Stored data entries
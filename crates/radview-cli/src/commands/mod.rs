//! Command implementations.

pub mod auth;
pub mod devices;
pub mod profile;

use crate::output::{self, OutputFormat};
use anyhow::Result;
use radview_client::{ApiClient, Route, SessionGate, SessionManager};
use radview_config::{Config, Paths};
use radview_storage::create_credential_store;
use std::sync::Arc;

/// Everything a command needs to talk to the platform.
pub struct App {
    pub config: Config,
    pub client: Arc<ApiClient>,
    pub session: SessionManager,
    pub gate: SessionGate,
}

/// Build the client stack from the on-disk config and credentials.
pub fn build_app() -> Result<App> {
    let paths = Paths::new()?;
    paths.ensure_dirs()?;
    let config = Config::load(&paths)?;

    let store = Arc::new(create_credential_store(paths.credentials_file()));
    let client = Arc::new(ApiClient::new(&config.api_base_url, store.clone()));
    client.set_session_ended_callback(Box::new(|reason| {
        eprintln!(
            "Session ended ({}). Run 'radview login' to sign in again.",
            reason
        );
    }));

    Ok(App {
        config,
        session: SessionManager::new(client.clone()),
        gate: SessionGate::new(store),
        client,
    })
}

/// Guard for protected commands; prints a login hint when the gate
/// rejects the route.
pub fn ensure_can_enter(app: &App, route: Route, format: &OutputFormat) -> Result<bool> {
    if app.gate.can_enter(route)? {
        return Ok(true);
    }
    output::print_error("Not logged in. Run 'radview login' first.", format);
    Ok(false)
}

- [Work instructions]: Retype all of the records above without a single alteration.

- [Solution to the problem]:
filename crates/radview-cli/src/commands/mod.rs
//! Command implementations.

pub mod auth;
pub mod devices;
pub mod profile;

use crate::output::{self, OutputFormat};
use anyhow::Result;
use radview_client::{ApiClient, Route, SessionGate, SessionManager};
use radview_config::{Config, Paths};
use radview_storage::create_credential_store;
use std::sync::Arc;

/// Everything a command needs to talk to the platform.
pub struct App {
    pub config: Config,
    pub client: Arc<ApiClient>,
    pub session: SessionManager,
    pub gate: SessionGate,
}

/// Build the client stack from the on-disk config and credentials.
pub fn build_app() -> Result<App> {
    let paths = Paths::new()?;
    paths.ensure_dirs()?;
    let config = Config::load(&paths)?;

    let store = Arc::new(create_credential_store(paths.credentials_file()));
    let client = Arc::new(ApiClient::new(&config.api_base_url, store.clone()));
    client.set_session_ended_callback(Box::new(|reason| {
        eprintln!(
            "Session ended ({}). Run 'radview login' to sign in again.",
            reason
        );
    }));

    Ok(App {
        config,
        session: SessionManager::new(client.clone()),
        gate: SessionGate::new(store),
        client,
    })
}

/// Guard for protected commands; prints a login hint when the gate
/// rejects the route.
pub fn ensure_can_enter(app: &App, route: Route, format: &OutputFormat) -> Result<bool> {
    if app.gate.can_enter(route)? {
        return Ok(true);
    }
    output::print_error("Not logged in. Run 'radview login' first.", format);
    Ok(false)
}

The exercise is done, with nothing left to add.